(Stored data)

::::::::::

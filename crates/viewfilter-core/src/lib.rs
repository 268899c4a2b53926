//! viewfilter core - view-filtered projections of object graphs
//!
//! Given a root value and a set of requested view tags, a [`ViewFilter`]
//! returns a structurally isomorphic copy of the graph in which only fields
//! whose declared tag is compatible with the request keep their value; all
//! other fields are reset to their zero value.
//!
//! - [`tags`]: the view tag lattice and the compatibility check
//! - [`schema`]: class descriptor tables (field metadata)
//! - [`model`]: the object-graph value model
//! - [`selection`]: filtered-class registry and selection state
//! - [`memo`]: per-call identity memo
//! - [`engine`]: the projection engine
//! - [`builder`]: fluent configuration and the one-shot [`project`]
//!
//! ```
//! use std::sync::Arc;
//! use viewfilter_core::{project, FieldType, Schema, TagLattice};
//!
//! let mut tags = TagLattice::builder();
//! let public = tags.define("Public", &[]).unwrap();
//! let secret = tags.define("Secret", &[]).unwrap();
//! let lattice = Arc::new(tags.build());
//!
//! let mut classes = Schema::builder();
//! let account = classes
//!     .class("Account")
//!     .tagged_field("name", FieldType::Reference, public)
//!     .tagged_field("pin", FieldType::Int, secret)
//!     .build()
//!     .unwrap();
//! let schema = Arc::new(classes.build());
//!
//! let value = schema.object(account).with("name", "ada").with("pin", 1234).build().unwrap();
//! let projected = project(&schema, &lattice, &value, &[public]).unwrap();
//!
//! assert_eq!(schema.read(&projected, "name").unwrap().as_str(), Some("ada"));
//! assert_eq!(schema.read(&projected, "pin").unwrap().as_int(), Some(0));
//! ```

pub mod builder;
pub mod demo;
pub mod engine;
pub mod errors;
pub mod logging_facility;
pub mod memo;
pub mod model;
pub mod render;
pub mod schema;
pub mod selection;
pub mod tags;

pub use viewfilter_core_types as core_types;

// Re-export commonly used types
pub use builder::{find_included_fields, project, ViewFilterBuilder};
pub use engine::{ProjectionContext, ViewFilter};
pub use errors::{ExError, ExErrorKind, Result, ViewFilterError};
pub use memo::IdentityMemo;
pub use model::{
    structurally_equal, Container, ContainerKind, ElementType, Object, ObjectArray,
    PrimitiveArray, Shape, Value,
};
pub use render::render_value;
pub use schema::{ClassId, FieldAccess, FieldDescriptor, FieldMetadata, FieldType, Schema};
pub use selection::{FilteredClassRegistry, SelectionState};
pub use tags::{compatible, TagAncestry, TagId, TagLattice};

::::::::::

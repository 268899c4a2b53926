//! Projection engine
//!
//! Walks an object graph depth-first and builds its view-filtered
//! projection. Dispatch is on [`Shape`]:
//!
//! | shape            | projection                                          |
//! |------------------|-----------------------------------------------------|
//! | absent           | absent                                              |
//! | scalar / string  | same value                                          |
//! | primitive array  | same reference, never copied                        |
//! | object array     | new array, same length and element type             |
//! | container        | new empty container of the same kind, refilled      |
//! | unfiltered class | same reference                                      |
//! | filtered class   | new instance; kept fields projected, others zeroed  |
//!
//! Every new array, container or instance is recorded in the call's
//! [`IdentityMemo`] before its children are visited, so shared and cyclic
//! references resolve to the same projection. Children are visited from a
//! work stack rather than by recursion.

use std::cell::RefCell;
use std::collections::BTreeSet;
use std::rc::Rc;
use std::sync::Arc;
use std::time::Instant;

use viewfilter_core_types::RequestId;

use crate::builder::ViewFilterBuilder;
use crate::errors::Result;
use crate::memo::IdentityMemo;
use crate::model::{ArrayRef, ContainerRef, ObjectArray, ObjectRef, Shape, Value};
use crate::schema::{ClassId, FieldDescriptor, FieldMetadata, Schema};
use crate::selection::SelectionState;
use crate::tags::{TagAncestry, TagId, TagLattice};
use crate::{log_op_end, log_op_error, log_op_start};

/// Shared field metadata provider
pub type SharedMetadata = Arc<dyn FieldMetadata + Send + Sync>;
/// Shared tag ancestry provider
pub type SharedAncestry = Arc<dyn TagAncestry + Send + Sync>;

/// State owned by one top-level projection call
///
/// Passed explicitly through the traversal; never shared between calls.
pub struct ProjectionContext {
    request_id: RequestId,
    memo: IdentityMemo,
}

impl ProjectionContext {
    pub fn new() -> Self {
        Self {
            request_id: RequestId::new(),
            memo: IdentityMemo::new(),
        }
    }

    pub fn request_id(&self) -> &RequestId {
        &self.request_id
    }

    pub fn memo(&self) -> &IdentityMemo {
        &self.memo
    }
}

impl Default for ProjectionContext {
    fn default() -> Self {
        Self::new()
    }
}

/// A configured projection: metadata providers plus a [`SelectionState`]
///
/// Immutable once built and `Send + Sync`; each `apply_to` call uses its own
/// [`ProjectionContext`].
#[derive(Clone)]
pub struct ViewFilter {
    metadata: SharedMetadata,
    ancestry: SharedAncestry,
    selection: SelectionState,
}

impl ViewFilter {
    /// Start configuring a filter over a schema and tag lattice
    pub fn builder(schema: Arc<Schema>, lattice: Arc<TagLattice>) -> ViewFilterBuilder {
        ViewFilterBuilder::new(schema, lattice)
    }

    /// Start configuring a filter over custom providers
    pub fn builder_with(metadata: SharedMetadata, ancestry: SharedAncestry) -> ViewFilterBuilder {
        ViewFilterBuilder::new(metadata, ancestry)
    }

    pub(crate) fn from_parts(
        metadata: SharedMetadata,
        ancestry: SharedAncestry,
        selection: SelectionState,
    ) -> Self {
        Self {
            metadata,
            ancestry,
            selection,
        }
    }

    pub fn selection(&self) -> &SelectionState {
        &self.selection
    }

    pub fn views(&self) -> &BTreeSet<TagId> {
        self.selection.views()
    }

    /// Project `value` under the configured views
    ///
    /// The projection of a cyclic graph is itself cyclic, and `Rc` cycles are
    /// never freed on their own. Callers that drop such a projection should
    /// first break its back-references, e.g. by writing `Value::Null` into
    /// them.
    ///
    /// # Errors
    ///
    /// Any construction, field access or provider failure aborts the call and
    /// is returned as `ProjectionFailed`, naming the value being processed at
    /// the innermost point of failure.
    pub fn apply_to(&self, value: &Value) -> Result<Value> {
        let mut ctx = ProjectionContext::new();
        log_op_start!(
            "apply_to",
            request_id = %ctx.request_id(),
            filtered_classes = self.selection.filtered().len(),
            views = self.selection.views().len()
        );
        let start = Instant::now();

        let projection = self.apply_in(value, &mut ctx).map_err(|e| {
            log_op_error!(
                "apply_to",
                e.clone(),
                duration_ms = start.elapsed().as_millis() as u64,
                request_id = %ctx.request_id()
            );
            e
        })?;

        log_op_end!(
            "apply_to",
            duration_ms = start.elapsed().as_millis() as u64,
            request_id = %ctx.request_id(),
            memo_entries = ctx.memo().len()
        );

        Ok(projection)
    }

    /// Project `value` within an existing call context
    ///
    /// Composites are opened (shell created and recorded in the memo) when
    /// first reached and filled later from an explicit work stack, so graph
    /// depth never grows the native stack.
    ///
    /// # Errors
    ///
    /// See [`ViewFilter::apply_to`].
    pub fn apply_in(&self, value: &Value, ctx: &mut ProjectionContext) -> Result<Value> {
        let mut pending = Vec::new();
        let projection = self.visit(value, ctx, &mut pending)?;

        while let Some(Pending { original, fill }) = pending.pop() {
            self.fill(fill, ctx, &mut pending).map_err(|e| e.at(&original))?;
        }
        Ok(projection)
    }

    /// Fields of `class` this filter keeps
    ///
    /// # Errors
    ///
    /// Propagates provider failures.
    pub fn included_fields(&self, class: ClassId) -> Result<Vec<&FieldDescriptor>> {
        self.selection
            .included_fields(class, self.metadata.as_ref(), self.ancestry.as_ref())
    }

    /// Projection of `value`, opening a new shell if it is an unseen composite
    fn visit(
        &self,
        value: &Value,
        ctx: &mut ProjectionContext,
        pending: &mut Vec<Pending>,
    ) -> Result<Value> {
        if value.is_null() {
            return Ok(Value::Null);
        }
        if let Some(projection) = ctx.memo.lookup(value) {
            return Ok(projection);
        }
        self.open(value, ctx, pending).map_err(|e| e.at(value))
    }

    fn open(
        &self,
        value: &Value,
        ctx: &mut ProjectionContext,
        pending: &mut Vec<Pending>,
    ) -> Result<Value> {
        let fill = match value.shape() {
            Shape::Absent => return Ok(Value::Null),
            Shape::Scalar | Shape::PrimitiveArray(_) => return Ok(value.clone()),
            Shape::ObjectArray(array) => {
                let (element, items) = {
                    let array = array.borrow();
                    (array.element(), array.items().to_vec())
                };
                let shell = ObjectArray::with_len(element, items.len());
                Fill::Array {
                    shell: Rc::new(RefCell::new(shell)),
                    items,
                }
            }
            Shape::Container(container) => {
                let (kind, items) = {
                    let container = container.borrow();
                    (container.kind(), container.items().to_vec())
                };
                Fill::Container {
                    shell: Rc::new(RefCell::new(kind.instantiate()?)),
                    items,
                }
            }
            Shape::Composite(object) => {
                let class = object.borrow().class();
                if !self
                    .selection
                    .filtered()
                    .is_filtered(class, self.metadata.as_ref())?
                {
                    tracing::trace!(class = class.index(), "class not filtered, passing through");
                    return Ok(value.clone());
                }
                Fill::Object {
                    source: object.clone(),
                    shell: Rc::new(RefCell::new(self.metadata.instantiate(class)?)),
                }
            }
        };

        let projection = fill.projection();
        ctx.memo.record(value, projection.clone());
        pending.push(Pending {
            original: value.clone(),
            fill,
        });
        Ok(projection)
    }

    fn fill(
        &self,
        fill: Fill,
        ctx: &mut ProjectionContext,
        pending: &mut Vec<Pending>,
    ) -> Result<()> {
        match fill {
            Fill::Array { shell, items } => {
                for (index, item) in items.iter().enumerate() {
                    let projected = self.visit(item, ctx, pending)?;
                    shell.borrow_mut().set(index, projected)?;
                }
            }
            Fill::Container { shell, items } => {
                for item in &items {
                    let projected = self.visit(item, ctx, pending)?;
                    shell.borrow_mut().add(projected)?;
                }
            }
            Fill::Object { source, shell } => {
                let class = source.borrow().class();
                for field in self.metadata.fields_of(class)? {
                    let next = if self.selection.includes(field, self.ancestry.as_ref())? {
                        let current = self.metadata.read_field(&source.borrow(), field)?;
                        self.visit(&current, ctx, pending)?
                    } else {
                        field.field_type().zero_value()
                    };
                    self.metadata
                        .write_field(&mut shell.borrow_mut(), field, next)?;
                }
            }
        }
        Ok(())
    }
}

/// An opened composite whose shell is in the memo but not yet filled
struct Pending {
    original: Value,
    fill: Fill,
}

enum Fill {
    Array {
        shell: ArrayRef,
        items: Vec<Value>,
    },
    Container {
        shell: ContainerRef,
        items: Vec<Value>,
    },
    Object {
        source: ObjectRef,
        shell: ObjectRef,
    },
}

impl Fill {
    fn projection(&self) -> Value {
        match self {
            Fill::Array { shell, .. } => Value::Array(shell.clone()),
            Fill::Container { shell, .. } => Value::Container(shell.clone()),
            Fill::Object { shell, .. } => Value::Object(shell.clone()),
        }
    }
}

::::::::::

_Problem to work on:_
Look above for the line containing "The projection of". Output from there through the line containing "stack, so graph", exactly and inclusively.

_Task output:_
    /// The projection of a cyclic graph is itself cyclic, and `Rc` cycles are
    /// never freed on their own. Callers that drop such a projection should
    /// first break its back-references, e.g. by writing `Value::Null` into
    /// them.
    ///
    /// # Errors
    ///
    /// Any construction, field access or provider failure aborts the call and
    /// is returned as `ProjectionFailed`, naming the value being processed at
    /// the innermost point of failure.
    pub fn apply_to(&self, value: &Value) -> Result<Value> {
        let mut ctx = ProjectionContext::new();
        log_op_start!(
            "apply_to",
            request_id = %ctx.request_id(),
            filtered_classes = self.selection.filtered().len(),
            views = self.selection.views().len()
        );
        let start = Instant::now();

        let projection = self.apply_in(value, &mut ctx).map_err(|e| {
            log_op_error!(
                "apply_to",
                e.clone(),
                duration_ms = start.elapsed().as_millis() as u64,
                request_id = %ctx.request_id()
            );
            e
        })?;

        log_op_end!(
            "apply_to",
            duration_ms = start.elapsed().as_millis() as u64,
            request_id = %ctx.request_id(),
            memo_entries = ctx.memo().len()
        );

        Ok(projection)
    }

    /// Project `value` within an existing call context
    ///
    /// Composites are opened (shell created and recorded in the memo) when
    /// first reached and filled later from an explicit work stack, so graph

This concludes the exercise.